一个因为系统没有重启应用更新导致的 Docker 无法启动的乌龙
背景
今天有个伙伴问 Docker 的网络故障的问题,就想着正好最近天天看 Docker 和 containerd 的代码和社区,来帮忙 debug 看看好了...
首先系统是这样的
$ uname -r
6.1.0-10-amd64
$ uname -a
Linux localhost 6.1.0-10-amd64 #1 SMP PREEMPT_DYNAMIC Debian 6.1.38-1 (2023-07-14) x86_64 GNU/Linux
$ lsb_release -a
No LSB modules are available.
Distributor ID: Debian
Description: Debian GNU/Linux 12 (bookworm)
Release: 12
Codename: bookworm
在重启了 Docker 的 Systemd 服务
sudo systemctl restart docker
之后发现报错了,报错的日志输出是这样的
$ sudo journalctl -xeu docker.service
Dec 13 09:22:20 localhost dockerd[352906]: failed to start daemon: Error initializing network controller: Error creating default "bridge" network: Failed to Setup IP tables: Unable to enable NAT rule: (iptables failed: iptables --wait -t nat -I POSTROUTING -s 172.17.0.0/16 ! -o docker0 -j MASQUERADE: Warning: Extension MASQUERADE revision 0 not supported, missing kernel module?
Dec 13 09:22:20 localhost dockerd[352906]: iptables v1.8.9 (nf_tables): CHAIN_ADD failed (No such file or directory): chain POSTROUTING
单拎出来这段 iptables
的命令可以看到这个报错确实是这样的
$ sudo iptables --wait -t nat -I POSTROUTING -s 172.17.0.0/16 ! -o docker0 -j MASQUERADE
iptables v1.8.9 (nf_tables): CHAIN_ADD failed (No such file or directory): chain POSTROUTING
调查
那么,containerd
在正常运行吗
$ sudo systemctl status containerd
● containerd.service - containerd container runtime
Loaded: loaded (/lib/systemd/system/containerd.service; enabled; preset: enabled)

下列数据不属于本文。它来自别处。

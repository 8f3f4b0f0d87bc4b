//! Sea-ORM entities for the catalog tables

pub mod category;
pub mod product_image;
pub mod product_item;

pub use category::Entity as CategoryEntity;
pub use product_image::Entity as ProductImageEntity;
pub use product_item::Entity as ProductItemEntity;

use domain_accounts::AuditStamp;
use sea_orm::entity::prelude::{DateTimeWithTimeZone, Uuid};

fn audit_stamp(
    created_at: DateTimeWithTimeZone,
    updated_at: DateTimeWithTimeZone,
    created_by: Option<Uuid>,
    updated_by: Option<Uuid>,
) -> AuditStamp {
    AuditStamp {
        created_at: created_at.into(),
        updated_at: updated_at.into(),
        created_by,
        updated_by,
    }
}
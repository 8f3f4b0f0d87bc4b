//! Type-safe error codes for API responses.
//!
//! Each code has a client-facing string (`NOT_FOUND`), an integer for logs and
//! metrics (`1004`), and a default message.
//!
//! ```rust
//! use axum_helpers::errors::ErrorCode;
//!
//! let code = ErrorCode::Conflict;
//! assert_eq!(code.as_str(), "CONFLICT");
//! assert_eq!(code.code(), 1008);
//! ```

use serde::{Deserialize, Serialize};
use utoipa::ToSchema;

/// Standardized error codes for API responses.
#[derive(Debug, Clone, Copy, PartialEq, Eq, Hash, Serialize, Deserialize, ToSchema)]
#[serde(rename_all = "SCREAMING_SNAKE_CASE")]
pub enum ErrorCode {
    // Client errors (1000-1999)
    /// Request validation failed
    ValidationError,

    /// Malformed request
    BadRequest,

    /// Requested resource was not found
    NotFound,

    /// Request conflicts with an existing resource (unique constraint)
    Conflict,

    /// Route exists but not for this HTTP method
    MethodNotAllowed,

    /// An unexpected internal server error occurred
    InternalError,

    /// Service is temporarily unavailable
    ServiceUnavailable,

    // Database errors (2000-2999)
    /// Database query failed
    DatabaseError,

    /// Could not acquire a database connection
    DatabaseUnavailable,
}

impl ErrorCode {
    /// SCREAMING_SNAKE_CASE identifier for clients.
    pub fn as_str(&self) -> &'static str {
        match self {
            Self::ValidationError => "VALIDATION_ERROR",
            Self::BadRequest => "BAD_REQUEST",
            Self::NotFound => "NOT_FOUND",
            Self::Conflict => "CONFLICT",
            Self::MethodNotAllowed => "METHOD_NOT_ALLOWED",
            Self::InternalError => "INTERNAL_ERROR",
            Self::ServiceUnavailable => "SERVICE_UNAVAILABLE",
            Self::DatabaseError => "DATABASE_ERROR",
            Self::DatabaseUnavailable => "DATABASE_UNAVAILABLE",
        }
    }

    /// Integer code for logging and monitoring.
    ///
    /// - 1000-1999: request and application errors
    /// - 2000-2999: database errors
    pub fn code(&self) -> i32 {
        match self {
            Self::ValidationError => 1001,
            Self::BadRequest => 1002,
            Self::NotFound => 1004,
            Self::InternalError => 1005,
            Self::Conflict => 1008,
            Self::MethodNotAllowed => 1010,
            Self::ServiceUnavailable => 1011,

            Self::DatabaseError => 2003,
            Self::DatabaseUnavailable => 2013,
        }
    }

    pub fn default_message(&self) -> &'static str {
        match self {
            Self::ValidationError => "Request validation failed",
            Self::BadRequest => "Bad request",
            Self::NotFound => "Resource not found",
            Self::Conflict => "Resource already exists",
            Self::MethodNotAllowed => "The HTTP method is not allowed for this resource",
            Self::InternalError => "An internal server error occurred",
            Self::ServiceUnavailable => "Service is temporarily unavailable",
            Self::DatabaseError => "Database error occurred",
            Self::DatabaseUnavailable => "Database connection pool timed out",
        }
    }
}

impl std::fmt::Display for ErrorCode {
    fn fmt(&self, f: &mut std::fmt::Formatter<'_>) -> std::fmt::Result {
        write!(f, "{}", self.as_str())
    }
}

#[cfg(test)]
mod tests {
    use super::*;

    #[test]
    fn test_error_code_string_representation() {
        assert_eq!(ErrorCode::NotFound.as_str(), "NOT_FOUND");
        assert_eq!(ErrorCode::Conflict.as_str(), "CONFLICT");
        assert_eq!(ErrorCode::DatabaseError.as_str(), "DATABASE_ERROR");
    }

    #[test]
    fn test_error_code_integer_codes() {
        assert_eq!(ErrorCode::ValidationError.code(), 1001);
        assert_eq!(ErrorCode::NotFound.code(), 1004);
        assert_eq!(ErrorCode::DatabaseError.code(), 2003);
    }

    #[test]
    fn test_error_code_serde_matches_as_str() {
        for code in [
            ErrorCode::ValidationError,
            ErrorCode::NotFound,
            ErrorCode::Conflict,
            ErrorCode::MethodNotAllowed,
            ErrorCode::DatabaseUnavailable,
        ] {
            let json = serde_json::to_string(&code).unwrap();
            assert_eq!(json, format!("\"{}\"", code.as_str()));
        }
    }
}
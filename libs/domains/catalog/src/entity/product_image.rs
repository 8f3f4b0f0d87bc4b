use sea_orm::entity::prelude::*;
use sea_orm::ActiveValue::Set;
use serde::{Deserialize, Serialize};

use crate::models::ProductImage;

#[derive(Clone, Debug, PartialEq, DeriveEntityModel, Serialize, Deserialize)]
#[sea_orm(table_name = "product_images")]
pub struct Model {
    #[sea_orm(primary_key, auto_increment = false)]
    pub id: Uuid,
    pub product_id: Uuid,
    pub image: String,
    #[sea_orm(column_type = "String(StringLen::N(255))")]
    pub alt_text: String,
    pub display_order: i32,
    pub created_at: DateTimeWithTimeZone,
    pub updated_at: DateTimeWithTimeZone,
    pub created_by: Option<Uuid>,
    pub updated_by: Option<Uuid>,
}

#[derive(Copy, Clone, Debug, EnumIter, DeriveRelation)]
pub enum Relation {
    #[sea_orm(
        belongs_to = "super::product_item::Entity",
        from = "Column::ProductId",
        to = "super::product_item::Column::Id",
        on_delete = "Cascade"
    )]
    Product,
}

impl Related<super::product_item::Entity> for Entity {
    fn to() -> RelationDef {
        Relation::Product.def()
    }
}

impl ActiveModelBehavior for ActiveModel {}

impl From<Model> for ProductImage {
    fn from(model: Model) -> Self {
        Self {
            id: model.id,
            product_id: model.product_id,
            image: model.image,
            alt_text: model.alt_text,
            display_order: model.display_order,
            audit: super::audit_stamp(
                model.created_at,
                model.updated_at,
                model.created_by,
                model.updated_by,
            ),
        }
    }
}

impl From<ProductImage> for ActiveModel {
    fn from(image: ProductImage) -> Self {
        ActiveModel {
            id: Set(image.id),
            product_id: Set(image.product_id),
            image: Set(image.image),
            alt_text: Set(image.alt_text),
            display_order: Set(image.display_order),
            created_at: Set(image.audit.created_at.into()),
            updated_at: Set(image.audit.updated_at.into()),
            created_by: Set(image.audit.created_by),
            updated_by: Set(image.audit.updated_by),
        }
    }
}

Active: active (running) since Wed 2023-12-13 08:36:21 UTC; 19min ago
Docs: https://containerd.io
Main PID: 350077 (containerd)
Tasks: 6
Memory: 20.8M
CPU: 3.222s
CGroup: /system.slice/containerd.service
└─350077 /usr/bin/containerd
Dec 13 08:36:21 localhost containerd[350077]: time="2023-12-13T08:36:21.662772162Z" level=info msg=serving... address=/run/containerd/containerd.sock.ttrpc
Dec 13 08:36:21 localhost containerd[350077]: time="2023-12-13T08:36:21.662831919Z" level=info msg=serving... address=/run/containerd/containerd.sock
Dec 13 08:36:21 localhost containerd[350077]: time="2023-12-13T08:36:21.668808237Z" level=info msg="Start subscribing containerd event"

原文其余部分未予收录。